> [Exercise directions] What you return must match the records exactly, line for line.
[[ Data in this exercise, beginning ]]
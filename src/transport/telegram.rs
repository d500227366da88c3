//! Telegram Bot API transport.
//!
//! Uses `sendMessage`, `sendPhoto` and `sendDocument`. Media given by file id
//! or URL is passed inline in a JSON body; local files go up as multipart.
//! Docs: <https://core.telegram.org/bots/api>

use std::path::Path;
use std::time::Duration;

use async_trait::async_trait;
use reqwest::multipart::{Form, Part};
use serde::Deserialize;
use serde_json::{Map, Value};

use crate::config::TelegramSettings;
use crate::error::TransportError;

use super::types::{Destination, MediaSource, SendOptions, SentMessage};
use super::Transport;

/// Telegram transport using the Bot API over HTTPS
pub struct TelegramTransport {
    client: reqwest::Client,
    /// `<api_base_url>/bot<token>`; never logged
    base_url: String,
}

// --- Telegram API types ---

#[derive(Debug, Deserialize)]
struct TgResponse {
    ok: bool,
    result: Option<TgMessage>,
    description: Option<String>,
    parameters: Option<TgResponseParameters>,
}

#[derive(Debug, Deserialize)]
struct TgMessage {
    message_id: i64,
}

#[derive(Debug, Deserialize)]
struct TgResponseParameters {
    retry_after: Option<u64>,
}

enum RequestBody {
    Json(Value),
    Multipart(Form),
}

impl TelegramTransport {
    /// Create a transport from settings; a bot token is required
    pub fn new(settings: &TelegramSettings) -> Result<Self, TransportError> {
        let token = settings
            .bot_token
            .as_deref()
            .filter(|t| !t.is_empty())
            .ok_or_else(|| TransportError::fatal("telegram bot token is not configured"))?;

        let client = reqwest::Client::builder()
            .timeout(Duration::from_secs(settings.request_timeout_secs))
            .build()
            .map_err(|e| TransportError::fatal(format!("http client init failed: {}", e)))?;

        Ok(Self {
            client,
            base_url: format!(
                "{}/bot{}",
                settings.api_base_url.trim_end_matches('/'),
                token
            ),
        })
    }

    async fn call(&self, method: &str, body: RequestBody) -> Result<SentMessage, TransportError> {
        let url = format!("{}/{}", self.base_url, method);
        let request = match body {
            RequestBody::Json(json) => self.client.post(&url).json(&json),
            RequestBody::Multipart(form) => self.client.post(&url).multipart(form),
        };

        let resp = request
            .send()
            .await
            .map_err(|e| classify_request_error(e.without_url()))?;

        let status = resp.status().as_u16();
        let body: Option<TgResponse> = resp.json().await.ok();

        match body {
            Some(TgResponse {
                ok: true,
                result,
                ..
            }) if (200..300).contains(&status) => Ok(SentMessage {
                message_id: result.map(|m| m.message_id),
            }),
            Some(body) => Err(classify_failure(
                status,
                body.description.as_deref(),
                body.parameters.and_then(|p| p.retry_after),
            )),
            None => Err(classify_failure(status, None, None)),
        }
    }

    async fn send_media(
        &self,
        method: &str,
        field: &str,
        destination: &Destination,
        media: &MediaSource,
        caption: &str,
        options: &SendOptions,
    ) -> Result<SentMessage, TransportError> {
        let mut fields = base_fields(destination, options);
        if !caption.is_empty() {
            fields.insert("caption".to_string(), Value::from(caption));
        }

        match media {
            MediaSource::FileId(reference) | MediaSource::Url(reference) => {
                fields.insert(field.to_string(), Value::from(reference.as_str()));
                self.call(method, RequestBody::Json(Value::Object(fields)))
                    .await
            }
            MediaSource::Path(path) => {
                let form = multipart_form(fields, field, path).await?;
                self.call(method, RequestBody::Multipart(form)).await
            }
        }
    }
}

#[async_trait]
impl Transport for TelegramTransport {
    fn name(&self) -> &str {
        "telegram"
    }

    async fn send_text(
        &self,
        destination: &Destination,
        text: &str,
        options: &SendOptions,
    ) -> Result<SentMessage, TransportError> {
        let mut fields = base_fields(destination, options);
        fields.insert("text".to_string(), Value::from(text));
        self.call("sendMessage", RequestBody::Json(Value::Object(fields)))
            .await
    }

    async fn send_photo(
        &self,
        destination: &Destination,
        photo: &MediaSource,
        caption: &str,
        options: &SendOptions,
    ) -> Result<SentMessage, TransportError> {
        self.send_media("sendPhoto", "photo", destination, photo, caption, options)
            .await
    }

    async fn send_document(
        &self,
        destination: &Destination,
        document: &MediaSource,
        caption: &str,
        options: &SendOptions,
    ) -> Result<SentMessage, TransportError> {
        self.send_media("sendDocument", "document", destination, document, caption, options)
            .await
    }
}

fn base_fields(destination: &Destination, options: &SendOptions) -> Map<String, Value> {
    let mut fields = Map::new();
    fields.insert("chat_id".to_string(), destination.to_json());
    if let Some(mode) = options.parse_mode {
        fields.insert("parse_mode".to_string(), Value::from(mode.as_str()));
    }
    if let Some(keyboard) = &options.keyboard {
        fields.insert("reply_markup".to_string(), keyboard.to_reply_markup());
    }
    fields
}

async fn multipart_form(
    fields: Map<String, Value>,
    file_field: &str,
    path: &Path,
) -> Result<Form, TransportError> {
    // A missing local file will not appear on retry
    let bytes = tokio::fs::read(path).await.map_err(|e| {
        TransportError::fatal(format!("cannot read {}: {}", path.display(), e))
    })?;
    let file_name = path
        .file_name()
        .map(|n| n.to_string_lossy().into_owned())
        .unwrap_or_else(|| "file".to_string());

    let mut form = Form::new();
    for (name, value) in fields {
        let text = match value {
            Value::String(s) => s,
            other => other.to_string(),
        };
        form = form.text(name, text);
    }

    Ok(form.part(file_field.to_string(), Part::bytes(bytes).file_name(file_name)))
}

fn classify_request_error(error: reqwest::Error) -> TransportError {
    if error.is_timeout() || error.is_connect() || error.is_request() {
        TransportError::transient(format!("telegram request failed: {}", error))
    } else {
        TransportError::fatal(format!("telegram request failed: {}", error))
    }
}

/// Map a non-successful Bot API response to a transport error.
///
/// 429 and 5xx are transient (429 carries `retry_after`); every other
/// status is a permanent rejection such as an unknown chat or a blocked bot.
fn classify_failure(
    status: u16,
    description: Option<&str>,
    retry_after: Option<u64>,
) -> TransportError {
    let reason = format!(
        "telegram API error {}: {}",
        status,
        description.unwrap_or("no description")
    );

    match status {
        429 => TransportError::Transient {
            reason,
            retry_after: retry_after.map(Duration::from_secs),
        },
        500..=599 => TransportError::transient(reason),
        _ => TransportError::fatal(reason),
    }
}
[[ Data in this exercise, end ]]
> [Answer to this problem]
filename src/transport/telegram.rs
repository d500227366da88c3
//! Telegram Bot API transport.
//!
//! Uses `sendMessage`, `sendPhoto` and `sendDocument`. Media given by file id
//! or URL is passed inline in a JSON body; local files go up as multipart.
//! Docs: <https://core.telegram.org/bots/api>

use std::path::Path;
use std::time::Duration;

use async_trait::async_trait;
use reqwest::multipart::{Form, Part};
use serde::Deserialize;
use serde_json::{Map, Value};

use crate::config::TelegramSettings;
use crate::error::TransportError;

use super::types::{Destination, MediaSource, SendOptions, SentMessage};
use super::Transport;

/// Telegram transport using the Bot API over HTTPS
pub struct TelegramTransport {
    client: reqwest::Client,
    /// `<api_base_url>/bot<token>`; never logged
    base_url: String,
}

// --- Telegram API types ---

#[derive(Debug, Deserialize)]
struct TgResponse {
    ok: bool,
    result: Option<TgMessage>,
    description: Option<String>,
    parameters: Option<TgResponseParameters>,
}

#[derive(Debug, Deserialize)]
struct TgMessage {
    message_id: i64,
}

#[derive(Debug, Deserialize)]
struct TgResponseParameters {
    retry_after: Option<u64>,
}

enum RequestBody {
    Json(Value),
    Multipart(Form),
}

impl TelegramTransport {
    /// Create a transport from settings; a bot token is required
    pub fn new(settings: &TelegramSettings) -> Result<Self, TransportError> {
        let token = settings
            .bot_token
            .as_deref()
            .filter(|t| !t.is_empty())
            .ok_or_else(|| TransportError::fatal("telegram bot token is not configured"))?;

        let client = reqwest::Client::builder()
            .timeout(Duration::from_secs(settings.request_timeout_secs))
            .build()
            .map_err(|e| TransportError::fatal(format!("http client init failed: {}", e)))?;

        Ok(Self {
            client,
            base_url: format!(
                "{}/bot{}",
                settings.api_base_url.trim_end_matches('/'),
                token
            ),
        })
    }

    async fn call(&self, method: &str, body: RequestBody) -> Result<SentMessage, TransportError> {
        let url = format!("{}/{}", self.base_url, method);
        let request = match body {
            RequestBody::Json(json) => self.client.post(&url).json(&json),
            RequestBody::Multipart(form) => self.client.post(&url).multipart(form),
        };

        let resp = request
            .send()
            .await
            .map_err(|e| classify_request_error(e.without_url()))?;

        let status = resp.status().as_u16();
        let body: Option<TgResponse> = resp.json().await.ok();

        match body {
            Some(TgResponse {
                ok: true,
                result,
                ..
            }) if (200..300).contains(&status) => Ok(SentMessage {
                message_id: result.map(|m| m.message_id),
            }),
            Some(body) => Err(classify_failure(
                status,
                body.description.as_deref(),
                body.parameters.and_then(|p| p.retry_after),
            )),
            None => Err(classify_failure(status, None, None)),
        }
    }

    async fn send_media(
        &self,
        method: &str,
        field: &str,
        destination: &Destination,
        media: &MediaSource,
        caption: &str,
        options: &SendOptions,
    ) -> Result<SentMessage, TransportError> {
        let mut fields = base_fields(destination, options);
        if !caption.is_empty() {
            fields.insert("caption".to_string(), Value::from(caption));
        }

        match media {
            MediaSource::FileId(reference) | MediaSource::Url(reference) => {
                fields.insert(field.to_string(), Value::from(reference.as_str()));
                self.call(method, RequestBody::Json(Value::Object(fields)))
                    .await
            }
            MediaSource::Path(path) => {
                let form = multipart_form(fields, field, path).await?;
                self.call(method, RequestBody::Multipart(form)).await
            }
        }
    }
}

#[async_trait]
impl Transport for TelegramTransport {
    fn name(&self) -> &str {
        "telegram"
    }

    async fn send_text(
        &self,
        destination: &Destination,
        text: &str,
        options: &SendOptions,
    ) -> Result<SentMessage, TransportError> {
        let mut fields = base_fields(destination, options);
        fields.insert("text".to_string(), Value::from(text));
        self.call("sendMessage", RequestBody::Json(Value::Object(fields)))
            .await
    }

    async fn send_photo(
        &self,
        destination: &Destination,
        photo: &MediaSource,
        caption: &str,
        options: &SendOptions,
    ) -> Result<SentMessage, TransportError> {
        self.send_media("sendPhoto", "photo", destination, photo, caption, options)
            .await
    }

    async fn send_document(
        &self,
        destination: &Destination,
        document: &MediaSource,
        caption: &str,
        options: &SendOptions,
    ) -> Result<SentMessage, TransportError> {
        self.send_media("sendDocument", "document", destination, document, caption, options)
            .await
    }
}

fn base_fields(destination: &Destination, options: &SendOptions) -> Map<String, Value> {
    let mut fields = Map::new();
    fields.insert("chat_id".to_string(), destination.to_json());
    if let Some(mode) = options.parse_mode {
        fields.insert("parse_mode".to_string(), Value::from(mode.as_str()));
    }
    if let Some(keyboard) = &options.keyboard {
        fields.insert("reply_markup".to_string(), keyboard.to_reply_markup());
    }
    fields
}

async fn multipart_form(
    fields: Map<String, Value>,
    file_field: &str,
    path: &Path,
) -> Result<Form, TransportError> {
    // A missing local file will not appear on retry
    let bytes = tokio::fs::read(path).await.map_err(|e| {
        TransportError::fatal(format!("cannot read {}: {}", path.display(), e))
    })?;
    let file_name = path
        .file_name()
        .map(|n| n.to_string_lossy().into_owned())
        .unwrap_or_else(|| "file".to_string());

    let mut form = Form::new();
    for (name, value) in fields {
        let text = match value {
            Value::String(s) => s,
            other => other.to_string(),
        };
        form = form.text(name, text);
    }

    Ok(form.part(file_field.to_string(), Part::bytes(bytes).file_name(file_name)))
}

fn classify_request_error(error: reqwest::Error) -> TransportError {
    if error.is_timeout() || error.is_connect() || error.is_request() {
        TransportError::transient(format!("telegram request failed: {}", error))
    } else {
        TransportError::fatal(format!("telegram request failed: {}", error))
    }
}

/// Map a non-successful Bot API response to a transport error.
///
/// 429 and 5xx are transient (429 carries `retry_after`); every other
/// status is a permanent rejection such as an unknown chat or a blocked bot.
fn classify_failure(
    status: u16,
    description: Option<&str>,
    retry_after: Option<u64>,
) -> TransportError {
    let reason = format!(
        "telegram API error {}: {}",
        status,
        description.unwrap_or("no description")
    );

    match status {
        429 => TransportError::Transient {
            reason,
            retry_after: retry_after.map(Duration::from_secs),
        },
        500..=599 => TransportError::transient(reason),
        _ => TransportError::fatal(reason),
    }
}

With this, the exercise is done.